Breast cancer is the most common malignancy amongst women in the United States, and the second leading cause of cancer-related death in women.1 Standard treatments include cytotoxic non-specific chemotherapy and therapies targeted against the estrogen receptor (ER) or HER2. The five year survival rate for patients with early-stage breast cancer who receive treatment is extremely high. However, a subset of patients with advanced stage breast cancer may suffer recurrence within 10 years of treatment. Overall, it is estimated that 11 percent of women with breast cancer will have a recurrence at five years and 20 percent at 10 years post-treatment. Gene expression profiling has been used to separate breast cancers into distinct molecular subtypes, which may have prognostic value.2 Recurrence rates for luminal A breast cancers have been reported to be lower (5-year recurrence rate of approximately 8%) versus subtypes that overexpress HER2 or have basal-like features or triple negative phenotype (15%–20% 5-year recurrence rate).2–5 Despite the availability of effective ER- and HER2-targeted therapies, drug discovery efforts continue to seek additional agents that may inhibit breast cancer cell growth, particularly drugs that may be effective in multiple subtypes of breast cancer.
Recent drug discovery efforts have included examining naturally occurring polyphenolic compounds because of their ability to inhibit proliferation and induce apoptosis of breast cancer cells. The major class of polyphenols consumed by humans, due to their abundance in fruits and vegetables, are the anthocyanidins.6 Delphinidin, one of the major anthocyanidins found in foods commonly consumed in the American diet, is a diphenylpropane-based polyphenolic ring structure that carries a positive charge in its central ring.7 Delphinidin has been shown to inhibit proliferation and induce apoptosis in many different cancer models including colon, uterine, breast, and prostate.8–11 Potential use of delphinidin as a cancer chemoprevention agent has been suggested by studies showing its ability to inhibit transformation of JB6 mouse cells induced by 12-O-tetradecanoylphorbol-13-acetate (TPA), EGF, or H-Ras.12,13 In addition, the cancer prevention and therapeutic actions of delphinidin have been associated with inhibition of EGFR and vascular endothelial growth factor receptor 2 (VEGFR2) tyrosine kinase activity,13 and with inhibition of signaling from MAPK, nuclear factor-kappa B (NF-kB), and activator protein-1 (AP-1).13,14
The purpose of the current study was to determine the in vitro biological effects of delphinidin on breast cancer cell lines of different molecular subtypes, including HER2-overexpressing, ER-positive, and triple negative in comparison to non-transformed breast epithelial cells. We present data indicating that delphinidin blocks proliferation and survival of ER-positive, triple negative, and HER2-overexpressing breast cancer cell lines with limited toxicity to non-transformed breast epithelial cells. MAPK signaling is partially reduced by delphinidin in triple negative HCC1806 cells and ER-negative chemically transformed MCF10A cells. In addition, delphinidin-mediated apoptosis of HER2-overexpressing cells is associated with inhibition of HER2 and MAPK signaling. However, drug combination studies suggest potential antagonism between delphinidin and existing HER2-directed treatments. In summary, the data presented here suggest that single agent delphinidin exhibits growth inhibitory activity in breast cancer cells of various molecular subtypes, but raise concerns regarding potential drug antagonism when used as a complementary cancer medicine in HER2-overexpressing breast cancer.
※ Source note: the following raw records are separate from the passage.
//! Interactive line console.
//!
//! Reads one command per line from any `BufRead`, applies it to a
//! [`MotionController`], and writes replies to any `Write`.  The binary
//! wires it to stdin/stdout; tests drive it from byte slices.
//!
//! Leaving the console (`quit`, `exit`, or end of input) shuts the
//! controller down.

use std::io::{self, BufRead, Write};

use log::{debug, warn};

use crate::app::commands::AppCommand;
use crate::app::service::MotionController;
use crate::config::SweepConfig;
use crate::control::axis::AxisId;
use crate::error::CommandError;

pub const PROMPT: &str = "pantilt> ";

pub const HELP: &str = "\
Commands:
  help                 : this reference
  status               : show status
  center               : both servos to 90\u{00b0}
  pan <deg>            : set PAN 0..180
  tilt <deg>           : set TILT 0..180
  step pan <\u{00b1}deg>      : move PAN relative (e.g. step pan +5)
  step tilt <\u{00b1}deg>     : move TILT relative
  speed <deg_per_s>    : change speed (e.g. 360, 420, 480)
  min_us <us>          : set minimum pulse (e.g. 600)
  max_us <us>          : set maximum pulse (e.g. 2400)
  sweep pan|tilt       : sweep to check endpoints and noise
  quit/exit            : leave

Tips:
- If a servo buzzes at 90\u{00b0}, raise min_us (e.g. 620) or lower max_us (e.g. 2380), then 'center'.
- Make sure servo GND and Pi GND are connected. Use a solid 5V supply (>=2A for 2 servos).
- A 470-1000 \u{00b5}F electrolytic capacitor on the servo 5V rail helps damp noise.
";

/// What the console loop should do after a command.
#[derive(Debug, Clone, Copy, PartialEq, Eq)]
enum Flow {
    Continue,
    Quit,
}

pub struct Console<'a, R, W> {
    controller: &'a MotionController,
    sweep: SweepConfig,
    input: R,
    output: W,
}

impl<'a, R: BufRead, W: Write> Console<'a, R, W> {
    pub fn new(controller: &'a MotionController, sweep: SweepConfig, input: R, output: W) -> Self {
        Self {
            controller,
            sweep,
            input,
            output,
        }
    }

    /// Run until `quit` or end of input, then shut the controller down.
    ///
    /// Only console I/O errors end the session early; the controller is
    /// shut down in that case as well.
    pub fn run(&mut self) -> io::Result<()> {
        let result = self.session();
        self.controller.shutdown();
        result?;
        writeln!(self.output, "Bye.")?;
        self.output.flush()
    }

    fn session(&mut self) -> io::Result<()> {
        writeln!(self.output, "{HELP}")?;
        let mut line = String::new();
        loop {
            write!(self.output, "{PROMPT}")?;
            self.output.flush()?;

            line.clear();
            if self.input.read_line(&mut line)? == 0 {
                debug!("console: end of input");
                writeln!(self.output)?;
                return Ok(());
            }
            if self.handle_line(&line)? == Flow::Quit {
                return Ok(());
            }
        }
    }

    fn handle_line(&mut self, line: &str) -> io::Result<Flow> {
        match AppCommand::parse(line) {
            Ok(None) => Ok(Flow::Continue),
            Ok(Some(cmd)) => self.execute(cmd),
            Err(CommandError::Unrecognized(_)) => {
                writeln!(self.output, "Command not recognized. Type 'help'.")?;
                Ok(Flow::Continue)
            }
            Err(e @ CommandError::InvalidNumber(_)) => {
                writeln!(self.output, "error: {e}")?;
                Ok(Flow::Continue)
            }
        }
    }

    fn execute(&mut self, cmd: AppCommand) -> io::Result<Flow> {
        let c = self.controller;
        match cmd {
            AppCommand::Help => writeln!(self.output, "{HELP}")?,
            AppCommand::Status => writeln!(self.output, "{}", c.status())?,
            AppCommand::Center => c.center(),
            AppCommand::Pan(deg) => {
                c.set_pan_target(deg);
            }
            AppCommand::Tilt(deg) => {
                c.set_tilt_target(deg);
            }
            AppCommand::Step(axis, delta) => {
                let status = c.status();
                let current = match axis {
                    AxisId::Pan => status.pan.angle,
                    AxisId::Tilt => status.tilt.angle,
                };
                c.set_target(axis, current + delta);
            }
            AppCommand::Speed(v) => {
                c.set_speed(v);
                writeln!(self.output, "OK")?;
            }
            AppCommand::MinPulse(us) => match c.set_min_pulse(us) {
                Ok(()) => writeln!(self.output, "OK")?,
                Err(e) => writeln!(self.output, "error: {e}")?,
            },
            AppCommand::MaxPulse(us) => match c.set_max_pulse(us) {
                Ok(()) => writeln!(self.output, "OK")?,
                Err(e) => writeln!(self.output, "error: {e}")?,
            },
            AppCommand::Sweep(axis) => {
                let s = self.sweep;
                if let Err(e) = c.sweep(axis, s.low_deg, s.high_deg, s.step_deg, s.dwell()) {
                    warn!("console: sweep rejected: {e}");
                    writeln!(self.output, "error: {e}")?;
                }
            }
            AppCommand::Quit => return Ok(Flow::Quit),
        }
        Ok(Flow::Continue)
    }
}
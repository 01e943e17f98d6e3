//! PWM backends and the per-axis servo output.

pub mod hal_pwm;
pub mod servo;
pub mod sim_pwm;
pub mod sysfs_pwm;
Delphinidin was purchased from Indofine Chemical (Hillsborough, NJ), and dissolved in DMSO at a final concentration of 10 mg/mL. PhIP (2-amino-1-methyl-6-phenylimidazo[4,5-b]pyridine) was purchased from Toronto Research Chemicals and dissolved in DMSO at final concentration 500 μM. Lapatinib was purchased from Santa Cruz, Biotechnology, and dissolved in DMSO at a stock concentration of 10 mM. Herceptin (Trastuzumab) was obtained from the Emory Winship Cancer Institute pharmacy and dissolved in sterile water at a stock concentration of 20 mg/mL.
HCC1806, MDA231, MDA468, SKBR3, MDA453, BT474, and MCF7 breast cancer cell lines and MCF10A non-transformed breast epithelial cell line were purchased from ATCC (Manassas, VA). HCC1806 was maintained in RPMI supplemented with 10% fetal calf serum (FCS) and 1% penicillin/streptomycin. MCF10A was maintained in DMEM/F12 with 5% horse serum, 20 ng/mL EGF, 10 μg/mL insulin, and 0.5 μg/mL hydrocortisone. MCF10A. DMSO and MCF10A.PhIP cells were maintained in regular MCF10A cell culture media but were further supplemented with DMSO or 100 nM PhIP, respectively, for more than three months. PhIP was added to media of cells, as it has previously been shown to promote mammary carcinogenesis.15 MDA231, MDA468, SKBR3, MDA453, BT474, and MCF7 were maintained in Dulbecco’s modified Eagle’s medium supplemented with 10% FCS and 1% penicillin/streptomycin. All cells were incubated at 37 °C with 5% CO2 in humidified incubators.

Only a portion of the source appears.